The reactivity of [MoS₄]^2- (1) toward PMe₃ was explored in the presence and absence of proton donors. Whereas MeCN solutions of (Et₄N)₂[MOS₄] and PMe₃ are stable, in the presence of H₂S such solutions catalyze formation of H₂ and SPMe₃. Addition of NH₄⁺ to such solutions afforded MoS₂(PMe₃)₄ (2), which can be prepared directly from (NH₄)₂[1]. Compound 2 is reactive toward thiols via a process proposed to involve the initial dissociation of one PMe₃ ligand, a hypothesis supported by the relative inertness of trans-MoS₂(dmpe)₂. Benzene solutions of 2 react with EtSH to give Mo₂(μ-S)(μ-SH)(PMe₃)₄(SEt)₃ (3Et). Analogous reactions with thiocresol (MeC₆H₄SH) and H₂S gave Mo₂(μ-S)(μ-SH)(PMe₃)₄(SR)₃ (R = tol, H).

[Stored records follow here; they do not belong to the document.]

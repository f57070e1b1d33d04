use clap::{error::ErrorKind, CommandFactory, Parser};
use crossterm::{
    execute,
    terminal::{disable_raw_mode, enable_raw_mode, EnterAlternateScreen, LeaveAlternateScreen},
    tty::IsTty,
};
use itertools::Itertools;
use ratatui::{
    backend::{Backend, CrosstermBackend},
    Terminal,
};
use spello::{
    app::{App, Control},
    app_dirs::AppDirs,
    config::{Config, ConfigStore, FileConfigStore},
    logging,
    pack::{BundledProvider, FileProvider, PackError, PackProvider, WordPack},
    picker::RandomPicker,
    runtime::{spawn_pack_loader, AppEvent, AppEventSource, CrosstermEventSource, FixedTicker, Runner},
    session::Session,
    TICK_RATE_MS,
};
use std::{
    error::Error,
    io::{self, stdin},
    path::PathBuf,
    time::{Duration, Instant},
};

/// vocabulary spelling game with word packs
#[derive(Parser, Debug, Clone)]
#[clap(
    version,
    about,
    long_about = "A vocabulary spelling game: type the word that is shown, work through every word of a pack, then start the pack over."
)]
pub struct Cli {
    /// JSON file holding an array of word packs, used instead of the bundled packs
    #[clap(short = 'p', long)]
    packs: Option<PathBuf>,

    /// id of the pack to start with (defaults to the first pack)
    #[clap(short = 'k', long = "pack")]
    pack: Option<u32>,

    /// milliseconds to wait after a correct answer, clamped to 1000-1500
    #[clap(short = 'd', long)]
    delay_ms: Option<u64>,

    /// seed for the word picker, for reproducible sessions
    #[clap(long)]
    seed: Option<u64>,

    /// print the available word packs and exit
    #[clap(long)]
    list_packs: bool,
}

impl Cli {
    fn to_config(&self, stored: Config) -> Config {
        stored.with_overrides(self.delay_ms, self.packs.clone())
    }

    fn session(&self) -> Session {
        let picker = match self.seed {
            Some(seed) => RandomPicker::seeded(seed),
            None => RandomPicker::new(),
        };
        Session::new(Box::new(picker))
    }
}

fn provider_for(config: &Config) -> Box<dyn PackProvider> {
    match &config.packs_file {
        Some(path) => Box::new(FileProvider::new(path)),
        None => Box::new(BundledProvider),
    }
}

fn format_pack_list(packs: &[WordPack]) -> String {
    packs
        .iter()
        .map(|p| format!("{}\t{}\t{} words", p.id, p.name, p.words.len()))
        .join("\n")
}

fn list_packs(config: &Config) -> Result<(), PackError> {
    let packs = provider_for(config).fetch_packs()?;
    if !packs.is_empty() {
        println!("{}", format_pack_list(&packs));
    }
    Ok(())
}

fn main() -> Result<(), Box<dyn Error>> {
    let cli = Cli::parse();
    let config = cli.to_config(FileConfigStore::new().load());

    if cli.list_packs {
        if let Err(err) = list_packs(&config) {
            let mut cmd = Cli::command();
            cmd.error(ErrorKind::Io, err.to_string()).exit();
        }
        return Ok(());
    }

    if !stdin().is_tty() {
        let mut cmd = Cli::command();
        cmd.error(ErrorKind::Io, "stdin must be a tty").exit();
    }

    if let Some(path) = AppDirs::log_path() {
        logging::init(&path);
    }
    tracing::info!(delay_ms = config.advance_delay().as_millis() as u64, "starting spello");

    enable_raw_mode()?;

    let mut stdout = io::stdout();
    execute!(stdout, EnterAlternateScreen)?;
    let backend = CrosstermBackend::new(stdout);
    let mut terminal = Terminal::new(backend)?;

    let mut app = App::new(cli.session(), config.advance_delay()).with_preferred_pack(cli.pack);
    let result = start_tui(&mut terminal, &mut app, provider_for(&config));

    disable_raw_mode()?;
    execute!(terminal.backend_mut(), LeaveAlternateScreen,)?;
    terminal.show_cursor()?;

    result
}

fn start_tui<B: Backend>(
    terminal: &mut Terminal<B>,
    app: &mut App,
    provider: Box<dyn PackProvider>,
) -> Result<(), Box<dyn Error>> {
    let events = CrosstermEventSource::new();
    spawn_pack_loader(provider, events.sender());
    let runner = Runner::new(events, FixedTicker::new(Duration::from_millis(TICK_RATE_MS)));

    terminal.hide_cursor()?;
    terminal.draw(|f| f.render_widget(&*app, f.area()))?;

    loop {
        match runner.step() {
            AppEvent::Tick => {
                if app.on_tick(Instant::now()) {
                    terminal.draw(|f| f.render_widget(&*app, f.area()))?;
                }
            }
            event => {
                if app.handle_event(event, Instant::now()) == Control::Quit {
                    break;
                }
                terminal.draw(|f| f.render_widget(&*app, f.area()))?;
            }
        }
    }

    Ok(())
}
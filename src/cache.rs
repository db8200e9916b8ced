use crate::builder::CacheBuilder;
use crate::engine::Engine;
use crate::error::CacheError;
use crate::metrics::Stats;
use crate::router::Router;

use core::fmt;
use std::hash::{BuildHasher, Hash};
use std::sync::Arc;

/// A concurrent, in-process loading cache.
///
/// Built via [`CacheBuilder`]. A cache with one shard is a single engine
/// behind one lock; with more shards, each operation is routed to the engine
/// owning its key, and engines never contend with each other.
///
/// All methods take `&self`; the cache is `Send + Sync` and is typically
/// shared behind an `Arc`.
pub struct Cache<K, V, H = ahash::RandomState> {
  inner: CacheInner<K, V, H>,
}

enum CacheInner<K, V, H> {
  Single(Engine<K, V, H>),
  Sharded(Router<K, V, H>),
}

impl<K, V> Cache<K, V, ahash::RandomState>
where
  K: Eq + Hash + Clone + Send + Sync + 'static,
  V: Send + Sync + 'static,
{
  /// Starts building a cache with the default hasher.
  pub fn builder() -> CacheBuilder<K, V> {
    CacheBuilder::new()
  }
}

impl<K, V, H> Cache<K, V, H>
where
  K: Eq + Hash + Clone + Send + Sync + 'static,
  V: Send + Sync + 'static,
  H: BuildHasher + Send + Sync + 'static,
{
  pub(crate) fn single(engine: Engine<K, V, H>) -> Self {
    Self {
      inner: CacheInner::Single(engine),
    }
  }

  pub(crate) fn sharded(router: Router<K, V, H>) -> Self {
    Self {
      inner: CacheInner::Sharded(router),
    }
  }

  /// Returns the value associated with `key`.
  ///
  /// On a miss (or a lazily-detected expired entry) the configured loader is
  /// invoked and its value cached and returned. Without a loader, a miss is
  /// [`CacheError::NotFound`]. The returned `Arc` is a snapshot; it stays
  /// valid after the entry is evicted or replaced.
  pub fn get(&self, key: &K) -> Result<Arc<V>, CacheError<K>> {
    match &self.inner {
      CacheInner::Single(engine) => engine.get(key),
      CacheInner::Sharded(router) => router.get(key),
    }
  }

  /// Adds a value to the cache under `key`, unconditionally replacing any
  /// existing entry.
  pub fn put(&self, key: K, value: V) {
    match &self.inner {
      CacheInner::Single(engine) => engine.put(key, value),
      CacheInner::Sharded(router) => router.put(key, value),
    }
  }

  /// Removes `key` from the cache. A no-op if the key is absent.
  pub fn invalidate(&self, key: &K) {
    self.invalidate_many(std::iter::once(key));
  }

  /// Removes every key in `keys`. On a sharded cache each key is routed to
  /// its owning shard independently.
  pub fn invalidate_many<'a, I>(&self, keys: I)
  where
    I: IntoIterator<Item = &'a K>,
    K: 'a,
  {
    match &self.inner {
      CacheInner::Single(engine) => engine.invalidate(keys),
      CacheInner::Sharded(router) => router.invalidate(keys),
    }
  }

  /// Removes every entry from the cache.
  pub fn invalidate_all(&self) {
    match &self.inner {
      CacheInner::Single(engine) => engine.invalidate_all(),
      CacheInner::Sharded(router) => router.invalidate_all(),
    }
  }

  /// Stops the background sweeper(s) and waits for them to finish. Entries
  /// stay readable afterwards, but no further time-based eviction happens
  /// automatically. Closing an already-closed cache is a no-op. Dropping the
  /// cache closes it implicitly.
  pub fn close(&self) {
    match &self.inner {
      CacheInner::Single(engine) => engine.close(),
      CacheInner::Sharded(router) => router.close(),
    }
  }

  /// Returns a live view of the cache's counters. For a sharded cache the
  /// view sums every shard. See [`Stats`] for its consistency semantics.
  pub fn stats(&self) -> Stats {
    match &self.inner {
      CacheInner::Single(engine) => engine.stats(),
      CacheInner::Sharded(router) => router.stats(),
    }
  }

  /// The number of entries currently in the cache, expired or not.
  pub fn len(&self) -> usize {
    match &self.inner {
      CacheInner::Single(engine) => engine.len(),
      CacheInner::Sharded(router) => router.len(),
    }
  }

  pub fn is_empty(&self) -> bool {
    self.len() == 0
  }
}

impl<K, V, H> fmt::Debug for Cache<K, V, H> {
  fn fmt(&self, f: &mut fmt::Formatter<'_>) -> fmt::Result {
    let shards = match &self.inner {
      CacheInner::Single(_) => 1,
      CacheInner::Sharded(router) => router.shard_count(),
    };
    f.debug_struct("Cache").field("shards", &shards).finish()
  }
}
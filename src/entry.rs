use crate::policy::VictimCandidate;

use std::sync::atomic::{AtomicU64, Ordering};
use std::sync::Arc;
use std::time::Duration;

/// A container for a value in the cache, holding the timestamps the expiry
/// policy needs.
///
/// Entries are replaced wholesale on overwrite, never mutated in place; the
/// only mutable field is the last-read timestamp, which is touched on a hit.
#[derive(Debug)]
pub(crate) struct CacheEntry<V> {
  /// The user's value, wrapped in an Arc for shared ownership.
  value: Arc<V>,
  /// Nanoseconds since the cache epoch of the write that created this entry.
  last_write: u64,
  /// Nanoseconds since the cache epoch of the most recent read.
  ///
  /// Stored atomically so a hit can refresh it after the read lock has been
  /// released, without a second lock acquisition.
  last_read: AtomicU64,
}

impl<V> CacheEntry<V> {
  pub(crate) fn new(value: V, now_nanos: u64) -> Self {
    Self {
      value: Arc::new(value),
      last_write: now_nanos,
      last_read: AtomicU64::new(now_nanos),
    }
  }

  /// Returns a clone of the `Arc` containing the value.
  #[inline]
  pub(crate) fn value(&self) -> Arc<V> {
    self.value.clone()
  }

  /// Refreshes the last-read timestamp. A cheap atomic store.
  #[inline]
  pub(crate) fn touch_read(&self, now_nanos: u64) {
    self.last_read.store(now_nanos, Ordering::Relaxed);
  }

  /// Checks whether the entry has outlived either expiry window.
  ///
  /// A window of `None` disables that check. Expiry is strict: an entry
  /// written at `t` with a write window of `d` is still live at exactly
  /// `t + d`.
  pub(crate) fn is_expired(
    &self,
    now_nanos: u64,
    expire_after_write: Option<Duration>,
    expire_after_read: Option<Duration>,
  ) -> bool {
    if let Some(window) = expire_after_read {
      let deadline = self.last_read.load(Ordering::Relaxed) + window.as_nanos() as u64;
      if now_nanos > deadline {
        return true;
      }
    }
    if let Some(window) = expire_after_write {
      if now_nanos > self.last_write + window.as_nanos() as u64 {
        return true;
      }
    }
    false
  }

  /// Builds the metadata view handed to an eviction policy.
  pub(crate) fn candidate<'a, K>(&self, key: &'a K) -> VictimCandidate<'a, K> {
    VictimCandidate {
      key,
      last_read: self.last_read.load(Ordering::Relaxed),
      last_write: self.last_write,
    }
  }
}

Crystallographic analyses of 3Et, 3H, and 3tol indicate dinuclear species with seven terminal ligands and a Mo₂(μ-SR)(μ-S) core (r_Mo-Mo = 2.748(1) Å). From reaction mixtures leading to 3Et from 2, we obtained the intermediate Mo₂^IV(μ-S)₂(SEt)₄ (PMe₃)₂ (4), an edge-shared bis(trigonal pyramidal) structure. Compounds 3H and 3Et react further with H₂S to give Mo₄(μ₂-S)₄(μ₃-S) ₂(PMe₃)₆(SH)₂ (5H) and Mo₄(μ₂-S)₄(μ₃-S) ₂(PMe₃)₆(SEt)₂ (5Et), respectively. Analogously, W₄(μ₂-S)₄(μ₃-S) ₂(PMe₃)₆(SH)₂ was synthesized from a methanol solution of (NH₄)₂WS₄ with H₂S and PMe₃. A highly accurate crystallographic analysis of (NH₄)₂MoS₄ (R₁ = 0.0193) indicates several weak NH···S interactions.